Exercise aim:
Each line that contains the word "Parses" is to be copied from the records below.

*** Provided information Section Begins ***

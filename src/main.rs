use std::{io, path::PathBuf, process};

use clap::Parser;
use natrix::{error::{Error, StderrHandler},
             source::Source};
use tracing_subscriber::EnvFilter;

/// natrix is a small dynamically-typed, indentation-delimited
/// programming language in the Python family.
#[derive(Parser, Debug)]
#[command(version, about, long_about = None)]
struct Args {
    /// Path of the script to run.
    filename: PathBuf,

    /// Non-negative value bound to the variable `arg` inside the
    /// script.
    #[arg(default_value_t = 0, value_parser = clap::value_parser!(i64).range(0..))]
    arg: i64,
}

fn main() {
    tracing_subscriber::fmt().with_env_filter(EnvFilter::from_default_env())
                             .with_writer(io::stderr)
                             .init();

    // `try_parse` instead of `parse`: usage problems exit with status
    // 1, the same as every other failure.
    let args = Args::try_parse().unwrap_or_else(|error| {
                                    let _ = error.print();
                                    process::exit(1);
                                });

    let source = Source::from_file(&args.filename).unwrap_or_else(|error| {
                     eprintln!("Failed to read '{}': {error}", args.filename.display());
                     process::exit(1);
                 });

    let mut stdout = io::stdout().lock();
    match natrix::interpret(&source, args.arg, &mut stdout, &mut StderrHandler) {
        Ok(()) => {},
        // Diagnostics already went to stderr via the handler.
        Err(Error::Parse) => process::exit(1),
        Err(Error::Runtime(error)) => {
            eprintln!("{error}");
            process::exit(1);
        },
    }
}
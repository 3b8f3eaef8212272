use crate::{ast::{Expr, Stmt},
            error::{DiagHandler, DiagKind},
            interpreter::{lexer::TokenKind,
                          parser::core::{ParseResult, Parser}}};

impl<'a, H: DiagHandler + ?Sized> Parser<'a, '_, H> {
    /// Parses a sequence of statements ending at `sentinel` (`EOF` for
    /// a file, `DEDENT` for a block). At least one statement is
    /// required.
    ///
    /// Grammar: `statements := statement+`
    pub(in crate::interpreter::parser) fn statements(&mut self,
                                                     sentinel: TokenKind)
                                                     -> ParseResult<&'a [Stmt<'a>]> {
        let mut stmts = vec![self.statement()?];
        while self.current.kind != sentinel {
            stmts.push(self.statement()?);
        }
        Some(self.arena.alloc_slice(stmts))
    }

    /// Parses one statement.
    ///
    /// Grammar:
    /// ```text
    /// statement := 'while' expr ':' block
    ///            | 'if' expr ':' block (elif_block | else_block)?
    ///            | simple_stmt NEWLINE
    /// ```
    pub(in crate::interpreter::parser) fn statement(&mut self) -> ParseResult<Stmt<'a>> {
        match self.current.kind {
            TokenKind::KwWhile => self.while_stmt(),
            TokenKind::KwIf => self.if_stmt(),
            _ => {
                let stmt = self.simple_stmt()?;
                self.expect(TokenKind::Newline, "expected end of line")?;
                Some(stmt)
            },
        }
    }

    /// Parses a statement that fits on a single line.
    ///
    /// Grammar:
    /// ```text
    /// simple_stmt := 'print' '(' expr ')' | 'pass'
    ///              | expr '=' expr | expr
    /// ```
    fn simple_stmt(&mut self) -> ParseResult<Stmt<'a>> {
        match self.current.kind {
            TokenKind::KwPrint => {
                self.consume();
                self.expect(TokenKind::LParen, "expected '('")?;
                let expr = self.expression()?;
                self.expect(TokenKind::RParen, "expected ')'")?;
                Some(Stmt::Print { expr })
            },
            TokenKind::KwPass => {
                self.consume();
                Some(Stmt::Pass)
            },
            _ => {
                let expr = self.expression()?;
                if !self.check(TokenKind::Equals) {
                    return Some(Stmt::Expr { expr });
                }
                if !matches!(expr, Expr::Name { .. } | Expr::Subscript { .. }) {
                    self.handler.report(self.source,
                                        DiagKind::Error,
                                        expr.span(),
                                        "cannot assign to expression here");
                    return None;
                }
                self.consume();
                let value = self.expression()?;
                Some(Stmt::Assignment { target: expr, value })
            },
        }
    }
}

*** Provided information Section Ends ***

Task output:
    /// Parses a sequence of statements ending at `sentinel` (`EOF` for
    /// Parses one statement.
    /// Parses a statement that fits on a single line.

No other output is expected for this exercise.